**Assigned task:** What you give back must match the records below word for word.

*** Records provided Section Begins ***

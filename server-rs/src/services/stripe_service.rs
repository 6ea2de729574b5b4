use chrono::{DateTime, Utc};
use hmac::{Hmac, Mac};
use serde::Deserialize;
use serde_json::Value;
use sha2::Sha256;

use crate::config::StripeConfig;
use crate::error::{AppError, AppResult};
use crate::models::{PaymentProvider, SubscriptionStatus};
use crate::services::reconciler::{BillingAction, ProviderEvent};

type HmacSha256 = Hmac<Sha256>;

/// Checks a `Stripe-Signature` header (`t=timestamp,v1=signature[,v1=...]`) against the
/// raw request body. Any matching `v1` entry is accepted.
pub fn verify_signature(
    payload: &[u8],
    signature_header: &str,
    secret: &str,
    tolerance_secs: i64,
    now: i64,
) -> AppResult<()> {
    if secret.is_empty() {
        return Err(AppError::InvalidSignature(
            "Stripe webhook secret is not configured".into(),
        ));
    }

    let mut timestamp = None;
    let mut signatures = Vec::new();
    for part in signature_header.split(',') {
        let mut kv = part.trim().splitn(2, '=');
        match (kv.next(), kv.next()) {
            (Some("t"), Some(value)) => timestamp = Some(value),
            (Some("v1"), Some(value)) => signatures.push(value),
            _ => {}
        }
    }

    let timestamp = timestamp
        .ok_or_else(|| AppError::InvalidSignature("missing timestamp".into()))?;
    if signatures.is_empty() {
        return Err(AppError::InvalidSignature("missing v1 signature".into()));
    }
    let ts: i64 = timestamp
        .parse()
        .map_err(|_| AppError::InvalidSignature("malformed timestamp".into()))?;
    if ts.abs_diff(now) > tolerance_secs.unsigned_abs() {
        return Err(AppError::InvalidSignature(
            "timestamp outside tolerance".into(),
        ));
    }

    let mut mac = HmacSha256::new_from_slice(secret.as_bytes())
        .map_err(|_| AppError::Internal("HMAC key error".into()))?;
    mac.update(timestamp.as_bytes());
    mac.update(b".");
    mac.update(payload);

    let matched = signatures.iter().any(|sig| match hex::decode(sig) {
        Ok(bytes) => mac.clone().verify_slice(&bytes).is_ok(),
        Err(_) => false,
    });
    if !matched {
        return Err(AppError::InvalidSignature("signature mismatch".into()));
    }
    Ok(())
}

#[derive(Debug, Deserialize)]
struct StripeEnvelope {
    id: String,
    #[serde(rename = "type")]
    event_type: String,
}

pub fn parse_event(payload: &[u8]) -> AppResult<ProviderEvent> {
    let value: Value = serde_json::from_slice(payload)
        .map_err(|e| AppError::BadRequest(format!("Invalid webhook payload: {}", e)))?;
    let envelope: StripeEnvelope = serde_json::from_value(value.clone())
        .map_err(|e| AppError::BadRequest(format!("Invalid webhook payload: {}", e)))?;
    Ok(ProviderEvent {
        provider: PaymentProvider::Stripe,
        event_id: envelope.id,
        event_type: envelope.event_type,
        payload: value,
    })
}

fn timestamp(value: &Value) -> Option<DateTime<Utc>> {
    value.as_i64().and_then(|secs| DateTime::from_timestamp(secs, 0))
}

fn non_empty(value: &Value) -> Option<String> {
    value
        .as_str()
        .filter(|s| !s.is_empty())
        .map(str::to_string)
}

fn required(value: &Value, what: &str) -> AppResult<String> {
    non_empty(value)
        .ok_or_else(|| AppError::BadRequest(format!("Stripe event is missing {}", what)))
}

/// Stripe sends some references either as an id or as the expanded object.
fn id_or_object(value: &Value) -> Option<String> {
    non_empty(value).or_else(|| non_empty(&value["id"]))
}

fn plan_from(metadata: &Value, price_id: Option<&str>, config: &StripeConfig) -> Option<String> {
    non_empty(&metadata["planId"]).or_else(|| {
        price_id
            .and_then(|p| config.plan_for_price(p))
            .map(str::to_string)
    })
}

pub fn normalize_event(event: &ProviderEvent, config: &StripeConfig) -> AppResult<BillingAction> {
    let object = &event.payload["data"]["object"];

    let action = match event.event_type.as_str() {
        "checkout.session.completed" | "checkout.session.async_payment_succeeded" => {
            let tenant_id = non_empty(&object["metadata"]["tenantId"])
                .or_else(|| non_empty(&object["client_reference_id"]));

            match object["mode"].as_str() {
                Some("subscription") => {
                    let price_id = object["line_items"]["data"][0]["price"]["id"].as_str();
                    BillingAction::SubscriptionActivated {
                        tenant_id: tenant_id.ok_or_else(|| {
                            AppError::BadRequest("Checkout session has no tenant".into())
                        })?,
                        plan_id: plan_from(&object["metadata"], price_id, config).ok_or_else(
                            || AppError::BadRequest("Checkout session has no known plan".into()),
                        )?,
                        provider_subscription_id: id_or_object(&object["subscription"])
                            .ok_or_else(|| {
                                AppError::BadRequest("Checkout session has no subscription".into())
                            })?,
                        current_period_end: timestamp(
                            &object["subscription"]["current_period_end"],
                        ),
                    }
                }
                Some("payment") if object["payment_status"].as_str() == Some("paid") => {
                    let amount = object["amount_total"].as_i64().unwrap_or(0);
                    if amount <= 0 {
                        return Err(AppError::BadRequest("Top-up has no amount".into()));
                    }
                    BillingAction::TopUp {
                        tenant_id: tenant_id.ok_or_else(|| {
                            AppError::BadRequest("Checkout session has no tenant".into())
                        })?,
                        amount,
                        reference_id: id_or_object(&object["payment_intent"])
                            .map_or_else(|| required(&object["id"], "session id"), Ok)?,
                    }
                }
                _ => BillingAction::Unrecognized {
                    event_type: event.event_type.clone(),
                },
            }
        }

        "invoice.paid" | "invoice.payment_succeeded" => {
            match id_or_object(&object["subscription"]) {
                Some(provider_subscription_id) => {
                    let metadata = &object["subscription_details"]["metadata"];
                    let line = &object["lines"]["data"][0];
                    BillingAction::SubscriptionRenewed {
                        provider_subscription_id,
                        tenant_id: non_empty(&metadata["tenantId"]),
                        plan_id: plan_from(metadata, line["price"]["id"].as_str(), config),
                        reference_id: required(&object["id"], "invoice id")?,
                        period_start: timestamp(&line["period"]["start"]),
                        period_end: timestamp(&line["period"]["end"]),
                    }
                }
                // One-off invoices carry no subscription effect.
                None => BillingAction::Unrecognized {
                    event_type: event.event_type.clone(),
                },
            }
        }

        "invoice.payment_failed" => match id_or_object(&object["subscription"]) {
            Some(provider_subscription_id) => BillingAction::SubscriptionPaymentFailed {
                provider_subscription_id,
                reference_id: required(&object["id"], "invoice id")?,
            },
            None => BillingAction::Unrecognized {
                event_type: event.event_type.clone(),
            },
        },

        "customer.subscription.updated" => {
            let item = &object["items"]["data"][0];
            BillingAction::SubscriptionUpdated {
                provider_subscription_id: required(&object["id"], "subscription id")?,
                status: object["status"]
                    .as_str()
                    .and_then(SubscriptionStatus::from_provider),
                plan_id: plan_from(&object["metadata"], item["price"]["id"].as_str(), config),
                current_period_end: timestamp(&object["current_period_end"])
                    .or_else(|| timestamp(&item["current_period_end"])),
            }
        }

        "customer.subscription.deleted" => BillingAction::SubscriptionCanceled {
            provider_subscription_id: required(&object["id"], "subscription id")?,
        },

        other => BillingAction::Unrecognized {
            event_type: other.to_string(),
        },
    };

    Ok(action)
}

#[cfg(test)]
pub(crate) fn sign(payload: &[u8], secret: &str, timestamp: i64) -> String {
    let mut mac = HmacSha256::new_from_slice(secret.as_bytes()).unwrap();
    mac.update(format!("{}.", timestamp).as_bytes());
    mac.update(payload);
    format!("t={},v1={}", timestamp, hex::encode(mac.finalize().into_bytes()))
}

*** Records provided Section Ends ***

**Response area:**
filename server-rs/src/services/stripe_service.rs
repository 6ea2de729574b5b4
use chrono::{DateTime, Utc};
use hmac::{Hmac, Mac};
use serde::Deserialize;
use serde_json::Value;
use sha2::Sha256;

use crate::config::StripeConfig;
use crate::error::{AppError, AppResult};
use crate::models::{PaymentProvider, SubscriptionStatus};
use crate::services::reconciler::{BillingAction, ProviderEvent};

type HmacSha256 = Hmac<Sha256>;

/// Checks a `Stripe-Signature` header (`t=timestamp,v1=signature[,v1=...]`) against the
/// raw request body. Any matching `v1` entry is accepted.
pub fn verify_signature(
    payload: &[u8],
    signature_header: &str,
    secret: &str,
    tolerance_secs: i64,
    now: i64,
) -> AppResult<()> {
    if secret.is_empty() {
        return Err(AppError::InvalidSignature(
            "Stripe webhook secret is not configured".into(),
        ));
    }

    let mut timestamp = None;
    let mut signatures = Vec::new();
    for part in signature_header.split(',') {
        let mut kv = part.trim().splitn(2, '=');
        match (kv.next(), kv.next()) {
            (Some("t"), Some(value)) => timestamp = Some(value),
            (Some("v1"), Some(value)) => signatures.push(value),
            _ => {}
        }
    }

    let timestamp = timestamp
        .ok_or_else(|| AppError::InvalidSignature("missing timestamp".into()))?;
    if signatures.is_empty() {
        return Err(AppError::InvalidSignature("missing v1 signature".into()));
    }
    let ts: i64 = timestamp
        .parse()
        .map_err(|_| AppError::InvalidSignature("malformed timestamp".into()))?;
    if ts.abs_diff(now) > tolerance_secs.unsigned_abs() {
        return Err(AppError::InvalidSignature(
            "timestamp outside tolerance".into(),
        ));
    }

    let mut mac = HmacSha256::new_from_slice(secret.as_bytes())
        .map_err(|_| AppError::Internal("HMAC key error".into()))?;
    mac.update(timestamp.as_bytes());
    mac.update(b".");
    mac.update(payload);

    let matched = signatures.iter().any(|sig| match hex::decode(sig) {
        Ok(bytes) => mac.clone().verify_slice(&bytes).is_ok(),
        Err(_) => false,
    });
    if !matched {
        return Err(AppError::InvalidSignature("signature mismatch".into()));
    }
    Ok(())
}

#[derive(Debug, Deserialize)]
struct StripeEnvelope {
    id: String,
    #[serde(rename = "type")]
    event_type: String,
}

pub fn parse_event(payload: &[u8]) -> AppResult<ProviderEvent> {
    let value: Value = serde_json::from_slice(payload)
        .map_err(|e| AppError::BadRequest(format!("Invalid webhook payload: {}", e)))?;
    let envelope: StripeEnvelope = serde_json::from_value(value.clone())
        .map_err(|e| AppError::BadRequest(format!("Invalid webhook payload: {}", e)))?;
    Ok(ProviderEvent {
        provider: PaymentProvider::Stripe,
        event_id: envelope.id,
        event_type: envelope.event_type,
        payload: value,
    })
}

fn timestamp(value: &Value) -> Option<DateTime<Utc>> {
    value.as_i64().and_then(|secs| DateTime::from_timestamp(secs, 0))
}

fn non_empty(value: &Value) -> Option<String> {
    value
        .as_str()
        .filter(|s| !s.is_empty())
        .map(str::to_string)
}

fn required(value: &Value, what: &str) -> AppResult<String> {
    non_empty(value)
        .ok_or_else(|| AppError::BadRequest(format!("Stripe event is missing {}", what)))
}

/// Stripe sends some references either as an id or as the expanded object.
fn id_or_object(value: &Value) -> Option<String> {
    non_empty(value).or_else(|| non_empty(&value["id"]))
}

fn plan_from(metadata: &Value, price_id: Option<&str>, config: &StripeConfig) -> Option<String> {
    non_empty(&metadata["planId"]).or_else(|| {
        price_id
            .and_then(|p| config.plan_for_price(p))
            .map(str::to_string)
    })
}

pub fn normalize_event(event: &ProviderEvent, config: &StripeConfig) -> AppResult<BillingAction> {
    let object = &event.payload["data"]["object"];

    let action = match event.event_type.as_str() {
        "checkout.session.completed" | "checkout.session.async_payment_succeeded" => {
            let tenant_id = non_empty(&object["metadata"]["tenantId"])
                .or_else(|| non_empty(&object["client_reference_id"]));

            match object["mode"].as_str() {
                Some("subscription") => {
                    let price_id = object["line_items"]["data"][0]["price"]["id"].as_str();
                    BillingAction::SubscriptionActivated {
                        tenant_id: tenant_id.ok_or_else(|| {
                            AppError::BadRequest("Checkout session has no tenant".into())
                        })?,
                        plan_id: plan_from(&object["metadata"], price_id, config).ok_or_else(
                            || AppError::BadRequest("Checkout session has no known plan".into()),
                        )?,
                        provider_subscription_id: id_or_object(&object["subscription"])
                            .ok_or_else(|| {
                                AppError::BadRequest("Checkout session has no subscription".into())
                            })?,
                        current_period_end: timestamp(
                            &object["subscription"]["current_period_end"],
                        ),
                    }
                }
                Some("payment") if object["payment_status"].as_str() == Some("paid") => {
                    let amount = object["amount_total"].as_i64().unwrap_or(0);
                    if amount <= 0 {
                        return Err(AppError::BadRequest("Top-up has no amount".into()));
                    }
                    BillingAction::TopUp {
                        tenant_id: tenant_id.ok_or_else(|| {
                            AppError::BadRequest("Checkout session has no tenant".into())
                        })?,
                        amount,
                        reference_id: id_or_object(&object["payment_intent"])
                            .map_or_else(|| required(&object["id"], "session id"), Ok)?,
                    }
                }
                _ => BillingAction::Unrecognized {
                    event_type: event.event_type.clone(),
                },
            }
        }

        "invoice.paid" | "invoice.payment_succeeded" => {
            match id_or_object(&object["subscription"]) {
                Some(provider_subscription_id) => {
                    let metadata = &object["subscription_details"]["metadata"];
                    let line = &object["lines"]["data"][0];
                    BillingAction::SubscriptionRenewed {
                        provider_subscription_id,
                        tenant_id: non_empty(&metadata["tenantId"]),
                        plan_id: plan_from(metadata, line["price"]["id"].as_str(), config),
                        reference_id: required(&object["id"], "invoice id")?,
                        period_start: timestamp(&line["period"]["start"]),
                        period_end: timestamp(&line["period"]["end"]),
                    }
                }
                // One-off invoices carry no subscription effect.
                None => BillingAction::Unrecognized {
                    event_type: event.event_type.clone(),
                },
            }
        }

        "invoice.payment_failed" => match id_or_object(&object["subscription"]) {
            Some(provider_subscription_id) => BillingAction::SubscriptionPaymentFailed {
                provider_subscription_id,
                reference_id: required(&object["id"], "invoice id")?,
            },
            None => BillingAction::Unrecognized {
                event_type: event.event_type.clone(),
            },
        },

        "customer.subscription.updated" => {
            let item = &object["items"]["data"][0];
            BillingAction::SubscriptionUpdated {
                provider_subscription_id: required(&object["id"], "subscription id")?,
                status: object["status"]
                    .as_str()
                    .and_then(SubscriptionStatus::from_provider),
                plan_id: plan_from(&object["metadata"], item["price"]["id"].as_str(), config),
                current_period_end: timestamp(&object["current_period_end"])
                    .or_else(|| timestamp(&item["current_period_end"])),
            }
        }

        "customer.subscription.deleted" => BillingAction::SubscriptionCanceled {
            provider_subscription_id: required(&object["id"], "subscription id")?,
        },

        other => BillingAction::Unrecognized {
            event_type: other.to_string(),
        },
    };

    Ok(action)
}

#[cfg(test)]
pub(crate) fn sign(payload: &[u8], secret: &str, timestamp: i64) -> String {
    let mut mac = HmacSha256::new_from_slice(secret.as_bytes()).unwrap();
    mac.update(format!("{}.", timestamp).as_bytes());
    mac.update(payload);
    format!("t={},v1={}", timestamp, hex::encode(mac.finalize().into_bytes()))
}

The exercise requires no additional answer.